Powerful People, Powerful Places: Mobilising the yet to be mobilised
Research shows that many more people would get involved in community if they felt they could make a difference.
- Powerful People, Powerful Places
- Tara Paterson
- 19 July 2017
Our local environment is the foundation on which community life is built. Parks provide space for local people to come together and meet their neighbours, and clean streets embed a pride in one’s place. Community energy projects imbue neighbourhoods with a sense of self-sufficiency and economic resilience while allowing residents to take charge and work together.
As we saw in this year’s local and general elections, environmental issues like energy and air quality are finally becoming campaign priorities.
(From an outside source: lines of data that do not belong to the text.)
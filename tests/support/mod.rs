//! Shared fakes for the behavior tests.

#![allow(dead_code)]

use std::future::Future;
use std::pin::Pin;
use std::sync::{Arc, Mutex};

use coinlens_core::{
    Aggregator, AggregatorConfig, CalendarDay, HttpClient, HttpError, HttpRequest, HttpResponse,
    UpstreamEndpoints,
};

pub const COINAPI_URL: &str = "https://coinapi.test";
pub const CMC_URL: &str = "https://cmc.test";
pub const NEWS_URL: &str = "https://news.test";
pub const FNG_URL: &str = "https://fng.test";

/// Fake transport that answers the first route whose pattern appears in the
/// request URL and records every request. Unmatched URLs get a 404.
#[derive(Default)]
pub struct RoutedHttpClient {
    routes: Vec<(String, Result<HttpResponse, HttpError>)>,
    requests: Mutex<Vec<HttpRequest>>,
}

impl RoutedHttpClient {
    pub fn new() -> Self {
        Self::default()
    }

    pub fn json(self, pattern: &str, body: &str) -> Self {
        self.respond(pattern, Ok(HttpResponse::ok_json(body)))
    }

    pub fn status(self, pattern: &str, status: u16) -> Self {
        self.respond(pattern, Ok(HttpResponse::with_status(status, "")))
    }

    pub fn failing(self, pattern: &str, message: &str) -> Self {
        self.respond(pattern, Err(HttpError::new(message)))
    }

    pub fn respond(mut self, pattern: &str, response: Result<HttpResponse, HttpError>) -> Self {
        self.routes.push((pattern.to_owned(), response));
        self
    }

    pub fn requests(&self) -> Vec<HttpRequest> {
        self.requests
            .lock()
            .expect("request log should not be poisoned")
            .clone()
    }
}

impl HttpClient for RoutedHttpClient {
    fn execute<'a>(
        &'a self,
        request: HttpRequest,
    ) -> Pin<Box<dyn Future<Output = Result<HttpResponse, HttpError>> + Send + 'a>> {
        let response = self
            .routes
            .iter()
            .find(|(pattern, _)| request.url.contains(pattern.as_str()))
            .map(|(_, response)| response.clone())
            .unwrap_or_else(|| Ok(HttpResponse::with_status(404, "")));
        self.requests
            .lock()
            .expect("request log should not be poisoned")
            .push(request);
        Box::pin(async move { response })
    }
}

pub fn endpoints() -> UpstreamEndpoints {
    UpstreamEndpoints {
        coinapi: String::from(COINAPI_URL),
        coinmarketcap: String::from(CMC_URL),
        newsapi: String::from(NEWS_URL),
        alternative_me: String::from(FNG_URL),
    }
}

pub fn today() -> CalendarDay {
    CalendarDay::parse("2025-03-10").expect("valid day")
}

pub fn config() -> AggregatorConfig {
    AggregatorConfig::new("coinapi-secret", "news-secret").with_endpoints(endpoints())
}

pub fn aggregator(client: Arc<RoutedHttpClient>) -> Aggregator {
    aggregator_with(config(), client)
}

pub fn aggregator_with(config: AggregatorConfig, client: Arc<RoutedHttpClient>) -> Aggregator {
    Aggregator::from_config(config, client)
        .expect("valid config")
        .with_clock(today)
}

pub fn coinapi_rate(rate: &str) -> String {
    format!(r#"{{"asset_id_base":"BTC","asset_id_quote":"USD","rate":{rate}}}"#)
}

pub fn coinapi_day(date: &str, close: &str) -> String {
    format!(r#"{{"time_period_start":"{date}T00:00:00.0000000Z","rate_close":{close}}}"#)
}

pub fn news_article(n: usize) -> String {
    format!(
        r#"{{"source":{{"id":null,"name":"Wire {n}"}},"title":"Headline {n}","url":"https://news.test/a/{n}","publishedAt":"2025-03-10T{:02}:00:00Z"}}"#,
        23 - n
    )
}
People in British cities are angry about pollution. Many lament the decaying state of our parks. And many more believe that community ties are loosening. The need to ensure that local people have the power to improve their environments and reinvigorate their communities is perhaps therefore more urgent than ever.
To do this councils and community organisations need to reach out. In the past many took steps to answer the demands of Tony Blair’s New Localism agenda and David Cameron’s Big Society for more ‘community empowerment’ and ‘citizen engagement.’ Too often, however, the environmental participation opportunities that councils have adopted are still only taken up by the ‘usual suspects’—groups of socially active, time-rich individuals well-versed in the language and practice of environmental politics.
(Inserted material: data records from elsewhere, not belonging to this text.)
use rust_decimal::prelude::FromPrimitive;
use rust_decimal::{Decimal, RoundingStrategy};
use serde::Serializer;

use crate::ValidationError;

/// Decimal places shown for every monetary value and percentage.
pub const DISPLAY_SCALE: u32 = 2;

/// Round half away from zero to two places and pin the scale, so `650`
/// renders as `650.00`.
pub fn round_display(value: Decimal) -> Decimal {
    let mut rounded =
        value.round_dp_with_strategy(DISPLAY_SCALE, RoundingStrategy::MidpointAwayFromZero);
    rounded.rescale(DISPLAY_SCALE);
    rounded
}

/// Convert an upstream JSON float into a non-negative decimal price.
pub fn price_from_f64(field: &'static str, value: f64) -> Result<Decimal, ValidationError> {
    if !value.is_finite() {
        return Err(ValidationError::NonFiniteValue { field });
    }
    if value < 0.0 {
        return Err(ValidationError::NegativeValue { field });
    }
    Decimal::from_f64(value).ok_or(ValidationError::NonFiniteValue { field })
}

/// `serialize_with` hook that applies [`round_display`] at the output boundary.
pub fn serialize<S>(value: &Decimal, serializer: S) -> Result<S::Ok, S::Error>
where
    S: Serializer,
{
    serializer.serialize_str(&round_display(*value).to_string())
}
use std::fmt::{Display, Formatter};
use std::str::FromStr;

use serde::{Deserialize, Serialize};

use crate::ValidationError;

/// Upstream providers the aggregator knows how to talk to.
#[derive(Debug, Clone, Copy, PartialEq, Eq, Hash, Serialize, Deserialize)]
#[serde(rename_all = "lowercase")]
pub enum ProviderId {
    CoinApi,
    CoinMarketCap,
    NewsApi,
    AlternativeMe,
}

impl ProviderId {
    /// Providers able to serve spot prices.
    pub const PRICE_PROVIDERS: [Self; 2] = [Self::CoinApi, Self::CoinMarketCap];

    pub const fn as_str(self) -> &'static str {
        match self {
            Self::CoinApi => "coinapi",
            Self::CoinMarketCap => "coinmarketcap",
            Self::NewsApi => "newsapi",
            Self::AlternativeMe => "alternativeme",
        }
    }
}

impl Display for ProviderId {
    fn fmt(&self, f: &mut Formatter<'_>) -> std::fmt::Result {
        f.write_str(self.as_str())
    }
}

/// Parses a price provider name. News and sentiment providers are fixed and
/// therefore not selectable.
impl FromStr for ProviderId {
    type Err = ValidationError;

    fn from_str(value: &str) -> Result<Self, Self::Err> {
        match value.trim().to_ascii_lowercase().as_str() {
            "coinapi" => Ok(Self::CoinApi),
            "coinmarketcap" | "cmc" => Ok(Self::CoinMarketCap),
            other => Err(ValidationError::InvalidProvider {
                value: other.to_owned(),
            }),
        }
    }
}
Rather than leaving participation solely to them, councils and community groups should make a concerted effort to engage what this report calls the ‘yet to be mobilised.’ These are residents who are environmentally aware but not environmentally active. By and large, they are interested in doing more to improve the environment, if they’re asked, but they lack the support and resources to get active.
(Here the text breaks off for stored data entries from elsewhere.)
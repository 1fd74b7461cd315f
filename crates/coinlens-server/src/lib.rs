//! # Coinlens Server
//!
//! axum boundary for the coinlens aggregator: startup configuration, the
//! response envelope and the route table.

pub mod config;
pub mod envelope;
pub mod error;
pub mod routes;

pub use config::{ConfigError, ServerConfig};
pub use envelope::{ApiEnvelope, ApiError};
pub use error::ServerError;
pub use routes::router;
Fabian Society polling indicates that the yet to be mobilised may make up nearly a third of the population – far more than the portion currently engaged in environmental action. Crucially, they are the gateway to widespread participation. Securing the involvement of the yet to be mobilised is the first step to building a participatory culture where neighbourhood engagement is commonplace amongst many community members, including eventually those who are disconnected and hard to reach.